Exercise instructions — What lines in the listing below hold the string "DeviceRecoveryObject"? Please copy them out.

Recorded data —
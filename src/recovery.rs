use std::fmt;

use tracing::{debug, info};

use crate::artifacts::{
    DeviceRecoveryObject, RecoveryFileObject, SHARE_A_INDEX, SHARE_B_INDEX, SHARE_C_INDEX,
    SHARE_C_ROLE, WalletProfile,
};
use crate::envelope::{decrypt, share_associated_data};
use crate::error::{CustodyError, Result};
use crate::identity::{MasterSecret, WalletKeypair};
use crate::kdf::{DeviceKey, SymmetricKey, derive_user_key};
use crate::shamir::{ShamirShare, Share};

/// The human factors protecting the recovery file
#[derive(Clone, Copy, Default)]
pub struct UserCredentials<'a> {
    pub pin: Option<&'a str>,
    pub passphrase: Option<&'a str>,
}

impl<'a> UserCredentials<'a> {
    pub fn pin(pin: &'a str) -> Self {
        Self {
            pin: Some(pin),
            passphrase: None,
        }
    }

    pub fn with_passphrase(mut self, passphrase: &'a str) -> Self {
        self.passphrase = Some(passphrase);
        self
    }
}

impl fmt::Debug for UserCredentials<'_> {
    fn fmt(&self, f: &mut fmt::Formatter<'_>) -> fmt::Result {
        f.debug_struct("UserCredentials")
            .field("pin", &self.pin.map(|_| "<redacted>"))
            .field("passphrase", &self.passphrase.map(|_| "<redacted>"))
            .finish()
    }
}

/// The supported combinations of two shares
#[derive(Debug)]
pub enum UnlockPath<'a> {
    /// Shares A and C from the recovery file, both under the user key.
    /// A raw passkey share, when supplied, replaces the C backup.
    FileWithCredentials {
        recovery_file: &'a RecoveryFileObject,
        credentials: UserCredentials<'a>,
        passkey_share: Option<&'a Share>,
    },
    /// Share B from the device plus the raw share C from the passkey vault
    DeviceWithPasskey {
        device_object: &'a DeviceRecoveryObject,
        device_key: &'a DeviceKey,
        passkey_share: &'a Share,
    },
    /// Share A from the recovery file plus share B from the device
    FileWithDevice {
        recovery_file: &'a RecoveryFileObject,
        credentials: UserCredentials<'a>,
        device_object: &'a DeviceRecoveryObject,
        device_key: &'a DeviceKey,
    },
}

impl UnlockPath<'_> {
    pub fn name(&self) -> &'static str {
        match self {
            UnlockPath::FileWithCredentials { .. } => "file+credentials",
            UnlockPath::DeviceWithPasskey { .. } => "device+passkey",
            UnlockPath::FileWithDevice { .. } => "file+device",
        }
    }
}

/// A successfully unlocked wallet. The keypair is the only secret state.
#[derive(Debug)]
pub struct RecoveredWallet {
    pub wallet_id: String,
    pub address: String,
    pub keypair: WalletKeypair,
}

/// Reconstructs the wallet keypair through one unlock path
///
/// The recovered address must equal `expected.address`.
///
/// # Errors
/// Wrong PIN/passphrase, wrong device key, tampered envelopes, artifacts of a
/// different wallet and an address mismatch all return
/// [`CustodyError::WrongCredential`]. The underlying reason is only logged at
/// debug level.
pub fn recover_wallet(
    path: &UnlockPath<'_>,
    expected: &WalletProfile,
) -> Result<RecoveredWallet> {
    debug!(wallet_id = %expected.wallet_id, path = path.name(), "recovery attempt");

    let result = collect_shares(path, &expected.wallet_id)
        .and_then(|shares| {
            // Past this point every envelope opened, so a failure must not
            // read differently from a wrong credential
            rebuild_keypair(&shares).map_err(|e| {
                debug!(
                    wallet_id = %expected.wallet_id,
                    error = %e,
                    "decrypted shares do not combine"
                );
                CustodyError::WrongCredential
            })
        })
        .and_then(|keypair| {
            let address = keypair.address();
            if address != expected.address {
                debug!(
                    wallet_id = %expected.wallet_id,
                    "reconstructed address does not match profile"
                );
                return Err(CustodyError::WrongCredential);
            }
            Ok(RecoveredWallet {
                wallet_id: expected.wallet_id.clone(),
                address,
                keypair,
            })
        });

    match result {
        Ok(recovered) => {
            info!(wallet_id = %recovered.wallet_id, path = path.name(), "wallet recovered");
            Ok(recovered)
        }
        Err(CustodyError::AuthenticationFailure) => {
            debug!(
                wallet_id = %expected.wallet_id,
                path = path.name(),
                "envelope authentication failed"
            );
            Err(CustodyError::WrongCredential)
        }
        Err(e) => Err(e),
    }
}

fn collect_shares(path: &UnlockPath<'_>, wallet_id: &str) -> Result<Vec<Share>> {
    match *path {
        UnlockPath::FileWithCredentials {
            recovery_file,
            credentials,
            passkey_share,
        } => {
            ensure_wallet(&recovery_file.wallet_id, wallet_id)?;
            if let Some(share) = passkey_share {
                check_passkey_share(share, SHARE_C_INDEX)?;
            }
            let user_key = user_key_for(recovery_file, credentials)?;
            let share_a = open_share_a(recovery_file, &user_key)?;
            let share_c = match passkey_share {
                Some(share) => share.clone(),
                None => open_share_c_backup(recovery_file, &user_key)?,
            };
            Ok(vec![share_a, share_c])
        }
        UnlockPath::DeviceWithPasskey {
            device_object,
            device_key,
            passkey_share,
        } => {
            ensure_wallet(&device_object.wallet_id, wallet_id)?;
            check_passkey_share(passkey_share, SHARE_C_INDEX)?;
            let share_b = open_share_b(device_object, device_key)?;
            Ok(vec![share_b, passkey_share.clone()])
        }
        UnlockPath::FileWithDevice {
            recovery_file,
            credentials,
            device_object,
            device_key,
        } => {
            ensure_wallet(&recovery_file.wallet_id, wallet_id)?;
            ensure_wallet(&device_object.wallet_id, wallet_id)?;
            let user_key = user_key_for(recovery_file, credentials)?;
            let share_a = open_share_a(recovery_file, &user_key)?;
            drop(user_key);
            let share_b = open_share_b(device_object, device_key)?;
            Ok(vec![share_a, share_b])
        }
    }
}

fn rebuild_keypair(shares: &[Share]) -> Result<WalletKeypair> {
    let secret_bytes = ShamirShare::combine(shares)?;
    let master_secret = MasterSecret::from_slice(&secret_bytes)?;
    Ok(WalletKeypair::from_master_secret(&master_secret))
}

fn ensure_wallet(artifact_wallet_id: &str, expected: &str) -> Result<()> {
    if artifact_wallet_id != expected {
        debug!(artifact = artifact_wallet_id, expected, "artifact belongs to another wallet");
        return Err(CustodyError::WrongCredential);
    }
    Ok(())
}

fn check_passkey_share(share: &Share, expected_index: u8) -> Result<()> {
    if share.index != expected_index {
        return Err(CustodyError::InvalidShares(format!(
            "passkey share has index {}, expected {expected_index}",
            share.index
        )));
    }
    Ok(())
}

fn user_key_for(
    file: &RecoveryFileObject,
    credentials: UserCredentials<'_>,
) -> Result<SymmetricKey> {
    let kdf = &file.share_a.kdf;
    let params = kdf.params()?;
    let salt = kdf.salt_bytes()?;
    derive_user_key(credentials.pin, credentials.passphrase, &salt, &params)
}

/// Checked before decrypting so a bad slot fails the same way for any credential
fn check_slot_index(slot: &str, index: u8, expected: u8) -> Result<()> {
    if index != expected {
        return Err(CustodyError::InvalidRecoveryFile(format!(
            "{slot} carries index {index}, expected {expected}"
        )));
    }
    Ok(())
}

fn open_share_a(file: &RecoveryFileObject, user_key: &SymmetricKey) -> Result<Share> {
    check_slot_index("share A", file.share_a.shamir_index, SHARE_A_INDEX)?;
    let aad = share_associated_data(&file.wallet_id, None);
    let data = decrypt(&file.share_a.envelope, user_key.as_bytes(), Some(&aad))?;
    Share::wallet_share(file.share_a.shamir_index, data.to_vec())
}

fn open_share_c_backup(file: &RecoveryFileObject, user_key: &SymmetricKey) -> Result<Share> {
    check_slot_index("share C backup", file.share_c_backup.shamir_index, SHARE_C_INDEX)?;
    let aad = share_associated_data(&file.wallet_id, Some(SHARE_C_ROLE));
    let data = decrypt(&file.share_c_backup.envelope, user_key.as_bytes(), Some(&aad))?;
    Share::wallet_share(file.share_c_backup.shamir_index, data.to_vec())
}

fn open_share_b(device: &DeviceRecoveryObject, device_key: &DeviceKey) -> Result<Share> {
    check_slot_index("share B", device.share_b.shamir_index, SHARE_B_INDEX)?;
    let aad = share_associated_data(&device.wallet_id, None);
    let data = decrypt(&device.share_b.envelope, device_key.as_bytes(), Some(&aad))?;
    Share::wallet_share(device.share_b.shamir_index, data.to_vec())
}

#[cfg(test)]
mod tests {
    use super::*;
    use crate::config::CustodyConfig;
    use crate::creation::{CreateWalletRequest, CreatedWallet, create_wallet};
    use crate::kdf::{KdfParams, generate_device_key};

    fn create(pin: &str, device_key: &DeviceKey) -> CreatedWallet {
        let config = CustodyConfig::new()
            .with_kdf(KdfParams::Pbkdf2Sha256 { iterations: 2_000 })
            .unwrap();
        create_wallet(&CreateWalletRequest::new("04a21f9c", device_key).with_pin(pin), &config)
            .unwrap()
    }

    #[test]
    fn test_file_with_device() {
        let device_key = generate_device_key("w").unwrap();
        let created = create("2468", &device_key);

        let path = UnlockPath::FileWithDevice {
            recovery_file: &created.recovery_file,
            credentials: UserCredentials::pin("2468"),
            device_object: &created.device_object,
            device_key: &device_key,
        };
        let recovered = recover_wallet(&path, &created.profile).unwrap();
        assert_eq!(recovered.address, created.address);
        assert_eq!(recovered.keypair.address(), created.address);
    }

    #[test]
    fn test_file_with_passkey_share_instead_of_backup() {
        let device_key = generate_device_key("w").unwrap();
        let created = create("2468", &device_key);

        let path = UnlockPath::FileWithCredentials {
            recovery_file: &created.recovery_file,
            credentials: UserCredentials::pin("2468"),
            passkey_share: Some(&created.passkey_share),
        };
        assert_eq!(
            recover_wallet(&path, &created.profile).unwrap().address,
            created.address
        );
    }

    #[test]
    fn test_wrong_device_key_is_wrong_credential() {
        let device_key = generate_device_key("w").unwrap();
        let created = create("2468", &device_key);
        let stranger = generate_device_key("w").unwrap();

        let path = UnlockPath::DeviceWithPasskey {
            device_object: &created.device_object,
            device_key: &stranger,
            passkey_share: &created.passkey_share,
        };
        assert!(matches!(
            recover_wallet(&path, &created.profile),
            Err(CustodyError::WrongCredential)
        ));
    }

    #[test]
    fn test_profile_mismatch_is_wrong_credential() {
        let device_key = generate_device_key("w").unwrap();
        let created = create("2468", &device_key);
        let other = create("2468", &device_key);

        // Artifacts of one wallet checked against another wallet's profile
        let path = UnlockPath::FileWithCredentials {
            recovery_file: &created.recovery_file,
            credentials: UserCredentials::pin("2468"),
            passkey_share: None,
        };
        assert!(matches!(
            recover_wallet(&path, &other.profile),
            Err(CustodyError::WrongCredential)
        ));

        // Correct wallet id but a different recorded address
        let mut forged = created.profile.clone();
        forged.address = other.address.clone();
        assert!(matches!(
            recover_wallet(&path, &forged),
            Err(CustodyError::WrongCredential)
        ));
    }

    #[test]
    fn test_passkey_share_from_other_wallet_is_rejected() {
        let device_key = generate_device_key("w").unwrap();
        let created = create("2468", &device_key);
        let other = create("2468", &device_key);

        let path = UnlockPath::DeviceWithPasskey {
            device_object: &created.device_object,
            device_key: &device_key,
            passkey_share: &other.passkey_share,
        };
        assert!(matches!(
            recover_wallet(&path, &created.profile),
            Err(CustodyError::WrongCredential)
        ));
    }

    #[test]
    fn test_passkey_share_with_wrong_index() {
        let device_key = generate_device_key("w").unwrap();
        let created = create("2468", &device_key);
        let mut share = created.passkey_share.clone();
        share.index = 1;

        let path = UnlockPath::DeviceWithPasskey {
            device_object: &created.device_object,
            device_key: &device_key,
            passkey_share: &share,
        };
        assert!(matches!(
            recover_wallet(&path, &created.profile),
            Err(CustodyError::InvalidShares(_))
        ));
    }

    #[test]
    fn test_credentials_debug_is_redacted() {
        let printed = format!("{:?}", UserCredentials::pin("2468").with_passphrase("hunter2"));
        assert!(!printed.contains("2468"));
        assert!(!printed.contains("hunter2"));
    }
}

Solution to the exercise —
    DeviceRecoveryObject, RecoveryFileObject, SHARE_A_INDEX, SHARE_B_INDEX, SHARE_C_INDEX,
        device_object: &'a DeviceRecoveryObject,
        device_object: &'a DeviceRecoveryObject,
fn open_share_b(device: &DeviceRecoveryObject, device_key: &DeviceKey) -> Result<Share> {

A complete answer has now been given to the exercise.